Richard James

Personal information
- Born: 1 December 1979 (age 46) Boston Beach, Portland, Jamaica
- Home town: Portland, Jamaica
- Education: Southwestern Christian College; LIU Brooklyn;
- Height: 175 cm (5 ft 9 in)
- Weight: 75 kg (165 lb)

Sport
- Country: Jamaica
- Sport: Sport of athletics
- Event: 400 metres
- College team: Southwestern Christian College Rams; LIU Brooklyn Blackbirds;

Achievements and titles
- National finals: 2002 Jamaican Champs; • 200m, 8th; 2003 NCAAs; • 400m, 8th; 2003 Jamaican Champs; • 400m, 8th; 2004 Jamaican Champs; • 400m, 4th;
- Personal bests: 400m: 45.66 (2003); 400mH: 51.87 (2006); 800m: 1:52.89 (2000);

Medal record
Men's athletics
Representing Jamaica
World Indoor Championships
| Gold medal – first place | 2004 Budapest | 4 × 400 m relay |
NACAC Under-25 Championships
| Bronze medal – third place | 2002 San Antonio | 4 × 100 m relay |
| Silver medal – second place | 2002 San Antonio | 4 × 400 m relay |
Central American and Caribbean Championships
| Silver medal – second place | 2003 St. George's | 4 × 400 m relay |

= Richard James (sprinter, born 1979) =

Jamaican sprinter (born 1979)

Richard James (born 1 December 1979) is a Jamaican former sprinter specializing in the 400 metres and the 8th World Athletics Indoor Championships gold medallist in the 4 × 400 m relay. He was an All-American track and field runner for the LIU Brooklyn Blackbirds and won medals at the Central American and Caribbean Championships in Athletics and the NACAC Under-25 Championships in Athletics.

==Career==
James achieved his first international championship experience at the 2002 NACAC Under-25 Championships in Athletics, where he entered in three events. In the 400 m, he qualified for the finals and finished 5th. He won a bronze medal anchoring the 4 × 100 m relay and won silver running 2nd leg of the 4 × 400 m, finishing only behind the United States.
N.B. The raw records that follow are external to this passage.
use std::io::ErrorKind;
use std::path::Path;

use crate::errors::{IoErrorExt, Result};

/// Reads an entry file, returning `None` when it doesn't exist. The single
/// trailing newline added on write is stripped.
pub fn read(path: &Path) -> Result<Option<Vec<u8>>> {
    match std::fs::read(path) {
        Ok(mut data) => {
            if data.last() == Some(&b'\n') {
                data.pop();
            }
            Ok(Some(data))
        }
        Err(e) if e.kind() == ErrorKind::NotFound => Ok(None),
        Err(e) => Err(e).with_context(|| format!("Failed to read cache entry {}", path.display())),
    }
}

/// Returns true if an entry file exists at `path`.
pub fn exists(path: &Path) -> bool {
    path.is_file()
}
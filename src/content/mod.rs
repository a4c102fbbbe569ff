pub mod path;
pub mod read;
pub mod rm;
pub mod write;
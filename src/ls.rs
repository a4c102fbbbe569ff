//! Functions for iterating over and checking the cache.
use std::io::ErrorKind;

use serde::Serialize;
use tracing::{debug, warn};
use walkdir::WalkDir;

use crate::cache::Cache;
use crate::content::path::{self, Kind};
use crate::errors::{IoErrorExt, Result};
use crate::{get, rm};

/// Represents a single key-entry in the cache.
#[derive(Clone, Debug, PartialEq, Eq, Serialize)]
pub struct Entry {
    /// Address of the key-entry.
    pub key: String,
    /// Size of the stored value in bytes, including the trailing newline.
    pub size: u64,
    /// Whether the entry currently passes the integrity check.
    pub valid: bool,
}

/// Summary of a [`verify`] run.
#[derive(Clone, Debug, Default, PartialEq, Eq, Serialize)]
pub struct VerifyReport {
    /// Key-entries examined.
    pub checked: usize,
    /// Key-entries deleted for failing verification.
    pub removed: usize,
}

fn keys(cache: &Cache) -> Result<Vec<(String, u64)>> {
    let root = cache.root();
    cache.check_root()?;
    if !root.is_dir() {
        return Ok(Vec::new());
    }
    let mut found = Vec::new();
    for entry in WalkDir::new(root).min_depth(1).max_depth(1).sort_by_file_name() {
        let entry = match entry {
            Ok(entry) => entry,
            Err(e) if e.io_error().map(|e| e.kind()) == Some(ErrorKind::NotFound) => continue,
            Err(e) => {
                return Err(std::io::Error::from(e))
                    .with_context(|| format!("Failed to list cache directory {}", root.display()))
            }
        };
        if !entry.file_type().is_file() {
            continue;
        }
        if let Some((Kind::Key, key)) = entry.file_name().to_str().and_then(path::classify) {
            if path::check_address(key).is_err() {
                continue;
            }
            let size = entry.metadata().map(|m| m.len()).unwrap_or(0);
            found.push((key.to_owned(), size));
        }
    }
    Ok(found)
}

/// Lists every key-entry in the cache, sorted by address.
pub fn all(cache: &Cache) -> Result<Vec<Entry>> {
    keys(cache)?
        .into_iter()
        .map(|(key, size)| {
            let valid = match get::data(cache, &key) {
                Ok(_) => true,
                Err(e) if e.is_cache_miss() => false,
                Err(e) => return Err(e),
            };
            Ok(Entry { key, size, valid })
        })
        .collect()
}

/// Checks every key-entry and deletes the ones that fail integrity
/// verification. Hash-entries and temp files are left alone.
pub fn verify(cache: &Cache) -> Result<VerifyReport> {
    let mut report = VerifyReport::default();
    for (key, _) in keys(cache)? {
        report.checked += 1;
        match get::data(cache, &key) {
            Ok(_) => {}
            Err(e) if e.is_cache_miss() => {
                warn!("Removing invalid cache entry {}: {}", key, e);
                rm::entry(cache, &key)?;
                report.removed += 1;
            }
            Err(e) => return Err(e),
        }
    }
    debug!(
        "Verified {} entries, removed {}",
        report.checked, report.removed
    );
    Ok(report)
}
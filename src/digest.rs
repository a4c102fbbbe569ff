//! Digest derivation for cache addresses.
//!
//! Every address in the cache is the lowercase hex SHA-256 of something:
//! the logical input for a key-entry, the stored value for a hash-entry.
use std::fmt;
use std::fs::File;
use std::io::Read;
use std::path::Path;

use digest::Digest as _;
use sha2::Sha256;

use crate::errors::{IoErrorExt, Result};

const BUF_SIZE: usize = 16 * 1024;

/// A fixed-length lowercase hexadecimal SHA-256 digest.
#[derive(Clone, Debug, PartialEq, Eq, Hash, PartialOrd, Ord)]
pub struct Digest(String);

impl Digest {
    /// The digest as lowercase hex.
    pub fn as_str(&self) -> &str {
        &self.0
    }
}

impl AsRef<str> for Digest {
    fn as_ref(&self) -> &str {
        &self.0
    }
}

impl fmt::Display for Digest {
    fn fmt(&self, f: &mut fmt::Formatter<'_>) -> fmt::Result {
        f.write_str(&self.0)
    }
}

/// Digests an in-memory byte string.
///
/// ## Example
/// ```
/// let d = secache::digest::of("hello");
/// assert_eq!(
///     d.as_str(),
///     "2cf24dba5fb0a30e26e83b2ac5b9e29e1b161e5c1fa7425e73043362938b9824"
/// );
/// ```
pub fn of<B: AsRef<[u8]>>(bytes: B) -> Digest {
    let mut hasher = Sha256::new();
    hasher.update(bytes.as_ref());
    Digest(hex::encode(hasher.finalize()))
}

/// Digests the contents of a file, streaming it from disk. A file yields the
/// same digest as a string holding the same bytes.
pub fn of_file<P: AsRef<Path>>(path: P) -> Result<Digest> {
    fn inner(path: &Path) -> Result<Digest> {
        let mut fd = File::open(path)
            .with_context(|| format!("Failed to open {} for hashing", path.display()))?;
        let mut hasher = Sha256::new();
        let mut buf = [0; BUF_SIZE];
        loop {
            let amt = fd
                .read(&mut buf)
                .with_context(|| format!("Failed to read {} for hashing", path.display()))?;
            if amt == 0 {
                break;
            }
            hasher.update(&buf[..amt]);
        }
        Ok(Digest(hex::encode(hasher.finalize())))
    }
    inner(path.as_ref())
}
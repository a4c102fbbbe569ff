//! Functions for reading from cache.
use std::path::Path;

use tracing::debug;

use crate::cache::Cache;
use crate::content::{path, read};
use crate::digest::{self, Digest};
use crate::errors::{Error, Result};

/// Reads the value stored under `key`, verifying it against its hash-entry.
///
/// Fails with [`Error::NotFound`] when there is no key-entry,
/// [`Error::IntegrityMissing`] when the paired hash-entry is gone, and
/// [`Error::IntegrityMismatch`] when the two disagree. A root owned by
/// someone else is refused with [`Error::InsecureRoot`] before anything in
/// it is read.
///
/// ## Example
/// ```no_run
/// let cache = secache::Cache::for_current_user("/tmp");
/// secache::put::data(&cache, "k1", "abc")?;
/// assert_eq!(secache::get::data(&cache, "k1")?, "abc");
/// # Ok::<(), secache::Error>(())
/// ```
pub fn data<K: AsRef<str>>(cache: &Cache, key: K) -> Result<String> {
    let key = key.as_ref();
    path::check_address(key)?;
    cache.check_root()?;
    let root = cache.root();

    let value = match read::read(&path::key_path(root, key))? {
        Some(value) => value,
        None => return Err(Error::NotFound(root.to_path_buf(), key.into())),
    };

    let hash = digest::of(&value);
    match read::read(&path::hash_path(root, &hash))? {
        None => Err(Error::IntegrityMissing(key.into(), hash.to_string())),
        Some(stored) if stored != value => {
            Err(Error::IntegrityMismatch(key.into(), hash.to_string()))
        }
        Some(_) => {
            debug!("Read {} bytes from key {}", value.len(), key);
            // put only ever writes UTF-8, so anything else was planted.
            String::from_utf8(value)
                .map_err(|_| Error::IntegrityMismatch(key.into(), hash.to_string()))
        }
    }
}

/// Reads the value addressed by the digest of `input`.
pub fn by_string<S: AsRef<str>>(cache: &Cache, input: S) -> Result<String> {
    data(cache, digest::of(input.as_ref()))
}

/// Reads the value addressed by the digest of the contents of the file at
/// `input`.
pub fn by_file<P: AsRef<Path>>(cache: &Cache, input: P) -> Result<String> {
    data(cache, digest::of_file(input)?)
}

/// Returns true if a hash-entry for `hash` exists in the cache.
pub fn hash_exists(cache: &Cache, hash: &Digest) -> bool {
    read::exists(&path::hash_path(cache.root(), hash))
}

#[cfg(test)]
mod tests {
    use super::*;
    use crate::put;

    fn setup() -> (tempfile::TempDir, Cache) {
        let tmp = tempfile::tempdir().unwrap();
        let cache = Cache::for_current_user(tmp.path());
        (tmp, cache)
    }

    #[test]
    fn round_trip() {
        let (_tmp, cache) = setup();
        for value in ["abc", "", "two\nlines", "trailing\n", "\n\n", "ünïcödé"] {
            put::data(&cache, "k1", value).unwrap();
            assert_eq!(data(&cache, "k1").unwrap(), value);
        }
    }

    #[test]
    fn missing_root_is_not_found() {
        let (_tmp, cache) = setup();
        assert!(matches!(data(&cache, "k1"), Err(Error::NotFound(..))));
        assert!(!cache.root().exists());
    }

    #[test]
    fn missing_key_is_not_found() {
        let (_tmp, cache) = setup();
        put::data(&cache, "k1", "abc").unwrap();
        assert!(matches!(data(&cache, "k2"), Err(Error::NotFound(..))));
    }

    #[test]
    fn tampered_key_entry_is_mismatch() {
        let (_tmp, cache) = setup();
        put::data(&cache, "k1", "abc").unwrap();
        assert_eq!(data(&cache, "k1").unwrap(), "abc");

        put::data(&cache, "k1", "abc").unwrap();
        // Make "abX" look like it has a hash-entry, but with other bytes.
        let forged = digest::of("abX");
        std::fs::write(path::hash_path(cache.root(), &forged), b"abY\n").unwrap();
        std::fs::write(path::key_path(cache.root(), "k1"), b"abX\n").unwrap();
        assert!(matches!(
            data(&cache, "k1"),
            Err(Error::IntegrityMismatch(..))
        ));
    }

    #[test]
    fn rewritten_key_entry_never_returns_stale_value() {
        let (_tmp, cache) = setup();
        put::data(&cache, "k1", "abc").unwrap();
        std::fs::write(path::key_path(cache.root(), "k1"), b"abX\n").unwrap();
        let err = data(&cache, "k1").unwrap_err();
        assert!(err.is_cache_miss());
        assert!(matches!(err, Error::IntegrityMissing(..)));
    }

    #[test]
    fn corrupted_hash_entry_is_mismatch() {
        let (_tmp, cache) = setup();
        let hash = put::data(&cache, "k1", "abc").unwrap();
        std::fs::write(path::hash_path(cache.root(), &hash), b"abX\n").unwrap();
        assert!(matches!(
            data(&cache, "k1"),
            Err(Error::IntegrityMismatch(..))
        ));
    }

    #[test]
    fn deleted_hash_entry_is_missing() {
        let (_tmp, cache) = setup();
        let hash = put::data(&cache, "k1", "abc").unwrap();
        assert!(hash_exists(&cache, &hash));
        std::fs::remove_file(path::hash_path(cache.root(), &hash)).unwrap();
        assert!(!hash_exists(&cache, &hash));
        assert!(matches!(
            data(&cache, "k1"),
            Err(Error::IntegrityMissing(..))
        ));
    }

    #[test]
    fn interrupted_write_fails_closed() {
        let (_tmp, cache) = setup();
        cache.init().unwrap();
        // Only the key-entry made it to disk.
        std::fs::write(path::key_path(cache.root(), "k1"), b"abc\n").unwrap();
        assert!(matches!(
            data(&cache, "k1"),
            Err(Error::IntegrityMissing(..))
        ));
        // The next put heals it.
        put::data(&cache, "k1", "abc").unwrap();
        assert_eq!(data(&cache, "k1").unwrap(), "abc");
    }

    #[test]
    fn string_and_file_share_addresses() {
        let (tmp, cache) = setup();
        let input = tmp.path().join("input");
        std::fs::write(&input, b"payload").unwrap();
        put::by_string(&cache, "payload", "signed").unwrap();
        assert_eq!(by_file(&cache, &input).unwrap(), "signed");

        put::by_file(&cache, &input, "resigned").unwrap();
        assert_eq!(by_string(&cache, "payload").unwrap(), "resigned");
    }
}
Following a brief NJCAA career with the Southwestern Christian College Rams, James joined the LIU Brooklyn Blackbirds track and field team in the NCAA, where he broke several Northeast Conference track records. After not advancing from the heats of the 2002 NCAA Division I Outdoor Track and Field Championships, James qualified for the 2003 NCAA Division I Outdoor Championships 400 m final, where he placed 8th and was All American. At the 2003 Central American and Caribbean Championships in Athletics, James finished 5th in the 400 m and won another silver medal anchoring the 4 × 400 m relay.

James achieved his greatest international success at the 2004 IAAF World Indoor Championships, where he helped his Jamaican team to a gold medal by leading off their 4 × 400 m team to a heat win. In the finals, James and Sanjay Ayre were replaced by Gregory Haughton and Davian Clarke, and Jamaica won in a world-leading 3:05.21 clocking.
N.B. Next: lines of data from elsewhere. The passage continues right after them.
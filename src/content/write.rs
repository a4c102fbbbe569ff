use std::io::prelude::*;
use std::path::{Path, PathBuf};

use tempfile::NamedTempFile;

use crate::content::path::TEMP_PREFIX;
use crate::errors::{IoErrorExt, Result};

/// Stages an entry in a temp file next to its destination and renames it
/// into place on `close`, so readers see either the old or the new file.
pub struct Writer {
    target: PathBuf,
    tmpfile: NamedTempFile,
}

impl Writer {
    pub fn new(cache: &Path, target: &Path) -> Result<Writer> {
        Ok(Writer {
            target: target.to_path_buf(),
            tmpfile: tempfile::Builder::new()
                .prefix(TEMP_PREFIX)
                .tempfile_in(cache)
                .with_context(|| {
                    format!("Failed to create a temp file in {}", cache.display())
                })?,
        })
    }

    pub fn close(mut self) -> Result<()> {
        let target = self.target;
        self.tmpfile
            .flush()
            .with_context(|| format!("Failed to flush staged entry for {}", target.display()))?;
        self.tmpfile
            .persist(&target)
            .map_err(|e| e.error)
            .with_context(|| format!("Failed to move staged entry to {}", target.display()))?;
        Ok(())
    }
}

impl Write for Writer {
    fn write(&mut self, buf: &[u8]) -> std::io::Result<usize> {
        self.tmpfile.write(buf)
    }

    fn flush(&mut self) -> std::io::Result<()> {
        self.tmpfile.flush()
    }
}

/// Writes `value` plus a trailing newline to `target`, replacing whatever
/// was there.
pub fn write(cache: &Path, target: &Path, value: &str) -> Result<()> {
    let mut writer = Writer::new(cache, target)?;
    writer
        .write_all(value.as_bytes())
        .and_then(|_| writer.write_all(b"\n"))
        .with_context(|| format!("Failed to write cache entry {}", target.display()))?;
    writer.close()
}
//! secache - memoized secure element queries
//!
//! CLI entry point that dispatches to subcommands.

use std::path::PathBuf;
use std::process::ExitCode;

use clap::Parser;
use miette::Diagnostic;
use secache::cli::{Cli, Commands};
use secache::{ls, rm, Cache, Device, Oracle};
use tracing::debug;
use tracing_subscriber::EnvFilter;

fn main() -> ExitCode {
    match run() {
        Ok(()) => ExitCode::SUCCESS,
        Err(e) => {
            eprintln!("Error: {}", e);
            if let Some(hint) = e.help() {
                eprintln!("Hint: {}", hint);
            }
            ExitCode::FAILURE
        }
    }
}

fn run() -> secache::Result<()> {
    let cli = Cli::parse();

    tracing_subscriber::fmt()
        .with_env_filter(EnvFilter::new(cli.log_filter()))
        .with_writer(std::io::stderr)
        .with_target(false)
        .without_time()
        .init();

    let base = cli.cache_dir.clone().unwrap_or_else(std::env::temp_dir);
    let cache = Cache::for_current_user(base);
    debug!("Using cache directory {}", cache.root().display());

    let connect = || oracle(&cli.device, cli.oracle.as_ref(), &cache);
    let output = match cli.command {
        Commands::ClearCache => {
            rm::all(&cache)?;
            return Ok(());
        }
        Commands::Ls(args) => {
            let entries = ls::all(&cache)?;
            if args.json {
                serde_json::to_string_pretty(&entries)?
            } else {
                entries
                    .iter()
                    .map(|e| {
                        let state = if e.valid { "ok" } else { "invalid" };
                        format!("{}\t{}\t{}", e.key, e.size, state)
                    })
                    .collect::<Vec<_>>()
                    .join("\n")
            }
        }
        Commands::Verify => {
            let report = ls::verify(&cache)?;
            format!(
                "checked {} entries, removed {}",
                report.checked, report.removed
            )
        }
        Commands::Serial => connect()?.serial_number()?,
        Commands::Mac => connect()?.mac_address()?,
        Commands::SignHash(args) => connect()?.sign_hash(&args.hash)?,
        Commands::SignFile(args) => connect()?.sign_file(&args.path)?,
    };

    if !output.is_empty() {
        println!("{}", output);
    }
    Ok(())
}

fn oracle<'a>(
    device: &str,
    program: Option<&PathBuf>,
    cache: &'a Cache,
) -> secache::Result<Oracle<'a>> {
    let oracle = Oracle::new(Device::classify(device)?, cache);
    Ok(match program {
        Some(program) => oracle.program(program),
        None => oracle,
    })
}
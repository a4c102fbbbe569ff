use std::path::{Path, PathBuf};

use crate::digest::Digest;
use crate::errors::{Error, Result};

pub const KEY_PREFIX: &str = "key_";
pub const HASH_PREFIX: &str = "hash_";
pub const TEMP_PREFIX: &str = "temp_";

/// The kinds of file that live directly under a cache root.
#[derive(Clone, Copy, Debug, PartialEq, Eq)]
pub enum Kind {
    Key,
    Hash,
    Temp,
}

/// Path of the key-entry addressed by `key`.
pub fn key_path(cache: &Path, key: &str) -> PathBuf {
    cache.join(format!("{}{}", KEY_PREFIX, key))
}

/// Path of the hash-entry addressed by `hash`.
pub fn hash_path(cache: &Path, hash: &Digest) -> PathBuf {
    cache.join(format!("{}{}", HASH_PREFIX, hash))
}

/// Splits a cache file name into its kind and address.
pub fn classify(file_name: &str) -> Option<(Kind, &str)> {
    if let Some(addr) = file_name.strip_prefix(KEY_PREFIX) {
        Some((Kind::Key, addr))
    } else if let Some(addr) = file_name.strip_prefix(HASH_PREFIX) {
        Some((Kind::Hash, addr))
    } else {
        file_name
            .strip_prefix(TEMP_PREFIX)
            .map(|addr| (Kind::Temp, addr))
    }
}

/// Addresses become file names, so they're restricted to a safe alphabet.
pub fn check_address(key: &str) -> Result<()> {
    let ok = !key.is_empty()
        && key
            .bytes()
            .all(|b| b.is_ascii_alphanumeric() || b == b'-' || b == b'_');
    if ok {
        Ok(())
    } else {
        Err(Error::InvalidInput(format!(
            "{:?} is not a valid cache address",
            key
        )))
    }
}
James qualified for three Jamaican Athletics Championships national finals in the 400 m, placing 8th at the 2002 and 2003 editions and achieving a best finish of 4th in 2004.
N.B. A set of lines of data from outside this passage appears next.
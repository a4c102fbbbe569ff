use std::path::PathBuf;

use miette::Diagnostic;
use thiserror::Error;

/// Error type returned by all API calls.
#[derive(Error, Debug, Diagnostic)]
pub enum Error {
    /// Returned when there is no key-entry for a key in the cache.
    #[error("Entry not found for key {1:?} in cache {0:?}")]
    #[diagnostic(code(secache::not_found))]
    NotFound(PathBuf, String),

    /// Returned when a key-entry exists but its paired hash-entry does not.
    /// Usually the leftover of an interrupted write.
    #[error("Key entry {0} has no matching hash entry {1}")]
    #[diagnostic(code(secache::integrity_missing))]
    IntegrityMissing(String, String),

    /// Returned when a key-entry and its hash-entry disagree on the stored
    /// value. This indicates corruption rather than ordinary absence.
    #[error("Key entry {0} does not match hash entry {1}")]
    #[diagnostic(
        code(secache::integrity_mismatch),
        help("The cache is corrupted. Run `secache verify` or `secache clear-cache`.")
    )]
    IntegrityMismatch(String, String),

    /// Returned when caller-supplied input fails validation.
    #[error("Invalid input: {0}")]
    #[diagnostic(code(secache::invalid_input))]
    InvalidInput(String),

    /// Returned when a device identifier does not name a known oracle.
    #[error("Unsupported device: {0:?}")]
    #[diagnostic(
        code(secache::unsupported_device),
        help("Supported devices are atecc508, atecc608 and se050.")
    )]
    UnsupportedDevice(String),

    /// Returned when the oracle command exits unsuccessfully.
    #[error("Command `{command}` failed with {status}")]
    #[diagnostic(code(secache::command_failed))]
    CommandFailed {
        /// The command line that was run.
        command: String,
        /// How it exited.
        status: String,
    },

    /// Returned when the oracle command could not be started at all.
    #[error("Failed to run `{1}`")]
    #[diagnostic(
        code(secache::command_spawn),
        help("Check that the oracle program is installed, or point --oracle at it.")
    )]
    CommandSpawn(#[source] std::io::Error, String),

    /// Returned when the oracle printed something that isn't UTF-8.
    #[error("Command `{0}` produced non-UTF-8 output")]
    #[diagnostic(code(secache::invalid_output))]
    InvalidOutput(String),

    /// Returned when the cache root exists but cannot be trusted.
    #[error("Refusing to use cache directory {0:?}: {1}")]
    #[diagnostic(code(secache::insecure_root))]
    InsecureRoot(PathBuf, String),

    /// Returned when a general IO error has occurred.
    #[error("{1}")]
    #[diagnostic(code(secache::io_error))]
    IoError(#[source] std::io::Error, String),

    /// Returned when there's an error serializing a listing.
    #[error(transparent)]
    #[diagnostic(code(secache::serde_error))]
    SerdeError(#[from] serde_json::Error),
}

impl Error {
    /// True for the read failures a memoizing caller recovers from by
    /// recomputing the value.
    pub fn is_cache_miss(&self) -> bool {
        matches!(
            self,
            Error::NotFound(..) | Error::IntegrityMissing(..) | Error::IntegrityMismatch(..)
        )
    }
}

/// The result type returned by calls to this library
pub type Result<T> = std::result::Result<T, Error>;

pub trait IoErrorExt<T> {
    fn with_context<F: FnOnce() -> String>(self, f: F) -> Result<T>;
}

impl<T> IoErrorExt<T> for std::result::Result<T, std::io::Error> {
    fn with_context<F: FnOnce() -> String>(self, f: F) -> Result<T> {
        match self {
            Ok(t) => Ok(t),
            Err(e) => Err(Error::IoError(e, f())),
        }
    }
}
James was selected as part of the Jamaican relay team at the 2004 Summer Olympics, but he did not ultimately compete in the heats or finals of the Olympic 4 × 400 m.

==Personal life==
James was born on 1 December 1979 in Boston Beach, Portland, Jamaica. He first attended Southwestern Christian College in Terrell, Texas before studying at LIU Brooklyn, where he graduated with a master's degree in exercise physiology in 2007.

After graduation, James became a performance director and adjunct sports science professor at LIU Brooklyn. In 2018, he became the Director of High Performance at Poly Prep in Brooklyn.

In his capacity as a coach, James has trained and worked with distance runner Julius Mutekanga and footballer Adam Ozeri.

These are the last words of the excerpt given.